Biomarker research for Henoch-Schönlein purpura nephritis based on "omics" techniques

Xuejiao Zhou^1,2Zhengwei Yuan³Hongkun Jiang¹Yaoyao Ju¹Cheng Chen¹Wenjie Zhang¹Huining Liu¹Liqing Zhang²Meixia Qi²Dong An^1*

• ¹The First Affiliated Hospital of China Medical University, Shenyang, China
• ²The Fifth People’s Hospital of Datong, Datong, China
• ³Key Laboratory of Health Ministry for Congenital Malformation, Shenyang, China

Henoch-Schönlein purpura (HSP) is a common autoimmune disease in children.
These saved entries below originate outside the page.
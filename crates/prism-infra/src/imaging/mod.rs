// Copyright 2025 eraflo
//
// Licensed under the Apache License, Version 2.0 (the "License");
// you may not use this file except in compliance with the License.
// You may obtain a copy of the License at
//
//     http://www.apache.org/licenses/LICENSE-2.0
//
// Unless required by applicable law or agreed to in writing, software
// distributed under the License is distributed on an "AS IS" BASIS,
// WITHOUT WARRANTIES OR CONDITIONS OF ANY KIND, either express or implied.
// See the License for the specific language governing permissions and
// limitations under the License.

//! CPU-side image processing.

pub mod mipmaps;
The lesions primarily involve small vessels in the skin, kidneys, joints and intestines. Henoch-Schönlein purpura nephritis (HSPN) caused by HSP is the main factor affecting the prognosis and outcome of the disease, and severe cases may develop into end-stage renal insufficiency. Renal biopsy serves as the primary diagnostic tool for HSPN, but it is an invasive test with poor reproducibility. which is not conducive to clinical promotion. The discovery of new biomarkers using traditional laboratory testing methods and omics techniques provide new possibilities for HSPN to discover additional biomarkers, such as genomics, transcriptomics, proteomics, metabolomics and epigenomics. These technologies offer benefits such as high throughput, high sensitivity, and reduced need for biological fluid samples, which are expected to make greater contributions to the screening of promising biomarkers for purpuric nephritis. The current article reviews recent advances in omics-based research on potential biomarkers in samples from different sources of HSPN, including blood, urine, kidney tissue, and associated cells, which may provide a foundation for early diagnosis, prognosis, and treatment of HSPN.